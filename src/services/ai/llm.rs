use std::time::Duration;

use futures_util::StreamExt;
use reqwest::Client;
use serde::{Deserialize, Serialize};

use crate::error::{AppError, AppResult, ResultExt};
use crate::services::LlmConfig;

use super::types::GenerationUsage;

const DEFAULT_BASE_URL: &str = "http://localhost:11434";

/// Receives each streamed text fragment
pub type DeltaSink<'a> = dyn FnMut(&str) -> AppResult<()> + Send + 'a;

/// Text completion, the only thing response synthesis needs from a model
#[allow(async_fn_in_trait)]
pub trait LanguageModel {
    async fn complete(&self, prompt: &str) -> AppResult<String>;

    /// Stream the completion into `on_delta`, returning the full text
    async fn stream_complete(&self, prompt: &str, on_delta: &mut DeltaSink<'_>) -> AppResult<String>;
}

/// Client for a local Ollama-compatible runtime (`/api/generate`)
pub struct LlmService {
    client: Client,
    base_url: String,
    model: String,
    options: GenerateOptions,
}

impl LlmService {
    pub fn new(config: &LlmConfig) -> AppResult<Self> {
        let model = config.model.trim();
        if model.is_empty() {
            return Err(AppError::Config("llm model must not be empty".to_string()));
        }

        let client = Client::builder()
            .timeout(Duration::from_secs(config.request_timeout_secs))
            .build()
            .config_err("build http client")?;

        Ok(Self {
            client,
            base_url: build_base_url(Some(&config.base_url)),
            model: model.to_string(),
            options: GenerateOptions {
                temperature: config.temperature,
                num_ctx: config.context_window,
                num_predict: config.num_output,
            },
        })
    }

    fn request<'a>(&'a self, prompt: &'a str, stream: bool) -> GenerateRequest<'a> {
        GenerateRequest {
            model: &self.model,
            prompt,
            stream,
            options: &self.options,
        }
    }

    async fn send(&self, request: &GenerateRequest<'_>) -> AppResult<reqwest::Response> {
        let url = format!("{}/api/generate", self.base_url);
        let response = self
            .client
            .post(url)
            .json(request)
            .send()
            .await
            .ai_err(&format!("llm request to {} failed", self.base_url))?;

        if !response.status().is_success() {
            let status = response.status();
            let body = response.text().await.unwrap_or_default();
            return Err(AppError::AiService(format!(
                "llm request failed: {status} {body}"
            )));
        }

        Ok(response)
    }
}

impl LanguageModel for LlmService {
    async fn complete(&self, prompt: &str) -> AppResult<String> {
        let response = self.send(&self.request(prompt, false)).await?;
        let chunk: GenerateChunk = response.json().await.ai_err("llm response invalid")?;
        if let Some(error) = chunk.error {
            return Err(AppError::AiService(error));
        }
        if let Some(usage) = chunk.usage() {
            log_usage(&usage);
        }
        Ok(chunk.response)
    }

    async fn stream_complete(&self, prompt: &str, on_delta: &mut DeltaSink<'_>) -> AppResult<String> {
        let response = self.send(&self.request(prompt, true)).await?;

        let mut stream = response.bytes_stream();
        let mut decoder = NdjsonDecoder::default();
        let mut answer_text = String::new();

        while let Some(chunk_result) = stream.next().await {
            let bytes = chunk_result.ai_err("llm stream read error")?;
            for chunk in decoder.push(&bytes)? {
                if handle_chunk(chunk, &mut answer_text, on_delta)? {
                    return Ok(answer_text);
                }
            }
        }

        if let Some(chunk) = decoder.finish()? {
            handle_chunk(chunk, &mut answer_text, on_delta)?;
        }

        Ok(answer_text)
    }
}

/// Returns true once the final record has been seen
fn handle_chunk(
    chunk: GenerateChunk,
    answer_text: &mut String,
    on_delta: &mut DeltaSink<'_>,
) -> AppResult<bool> {
    if let Some(error) = chunk.error {
        return Err(AppError::AiService(format!("llm stream error: {error}")));
    }
    if !chunk.response.is_empty() {
        answer_text.push_str(&chunk.response);
        on_delta(&chunk.response)?;
    }
    if chunk.done {
        if let Some(usage) = chunk.usage() {
            log_usage(&usage);
        }
    }
    Ok(chunk.done)
}

fn log_usage(usage: &GenerationUsage) {
    tracing::debug!(
        prompt_tokens = usage.prompt_tokens,
        output_tokens = usage.output_tokens,
        "LLM generation finished"
    );
}

/// Splits a byte stream into JSON records, one per line
#[derive(Default)]
pub struct NdjsonDecoder {
    buffer: Vec<u8>,
}

impl NdjsonDecoder {
    pub fn push(&mut self, bytes: &[u8]) -> AppResult<Vec<GenerateChunk>> {
        self.buffer.extend_from_slice(bytes);
        let mut chunks = Vec::new();

        while let Some(pos) = self.buffer.iter().position(|&b| b == b'\n') {
            let line_bytes: Vec<u8> = self.buffer.drain(..pos + 1).collect();
            if let Some(chunk) = parse_line(&line_bytes)? {
                chunks.push(chunk);
            }
        }

        Ok(chunks)
    }

    /// Parse whatever is left after the stream closed without a newline
    pub fn finish(&mut self) -> AppResult<Option<GenerateChunk>> {
        let rest = std::mem::take(&mut self.buffer);
        parse_line(&rest)
    }
}

fn parse_line(line_bytes: &[u8]) -> AppResult<Option<GenerateChunk>> {
    let line = String::from_utf8_lossy(line_bytes);
    let line = line.trim();
    if line.is_empty() {
        return Ok(None);
    }
    let chunk = serde_json::from_str(line).ai_err("llm stream payload invalid")?;
    Ok(Some(chunk))
}

fn build_base_url(base_url: Option<&str>) -> String {
    let base = base_url
        .unwrap_or(DEFAULT_BASE_URL)
        .trim()
        .trim_end_matches('/');
    if base.is_empty() {
        DEFAULT_BASE_URL.to_string()
    } else {
        base.to_string()
    }
}

#[derive(Serialize)]
struct GenerateRequest<'a> {
    model: &'a str,
    prompt: &'a str,
    stream: bool,
    options: &'a GenerateOptions,
}

#[derive(Serialize, Clone)]
struct GenerateOptions {
    temperature: f32,
    num_ctx: usize,
    num_predict: usize,
}

#[derive(Debug, Deserialize)]
pub struct GenerateChunk {
    #[serde(default)]
    pub response: String,
    #[serde(default)]
    pub done: bool,
    pub error: Option<String>,
    pub prompt_eval_count: Option<i64>,
    pub eval_count: Option<i64>,
}

impl GenerateChunk {
    fn usage(&self) -> Option<GenerationUsage> {
        match (self.prompt_eval_count, self.eval_count) {
            (Some(prompt_tokens), Some(output_tokens)) => Some(GenerationUsage {
                prompt_tokens,
                output_tokens,
            }),
            _ => None,
        }
    }
}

- EXERCISE
Starting at the line that contains "match (self.prompt_eval_count, self.eval_count)", quote each remaining line of the entries above, unchanged.

- FINISHED EXERCISE
        match (self.prompt_eval_count, self.eval_count) {
            (Some(prompt_tokens), Some(output_tokens)) => Some(GenerationUsage {
                prompt_tokens,
                output_tokens,
            }),
            _ => None,
        }
    }
}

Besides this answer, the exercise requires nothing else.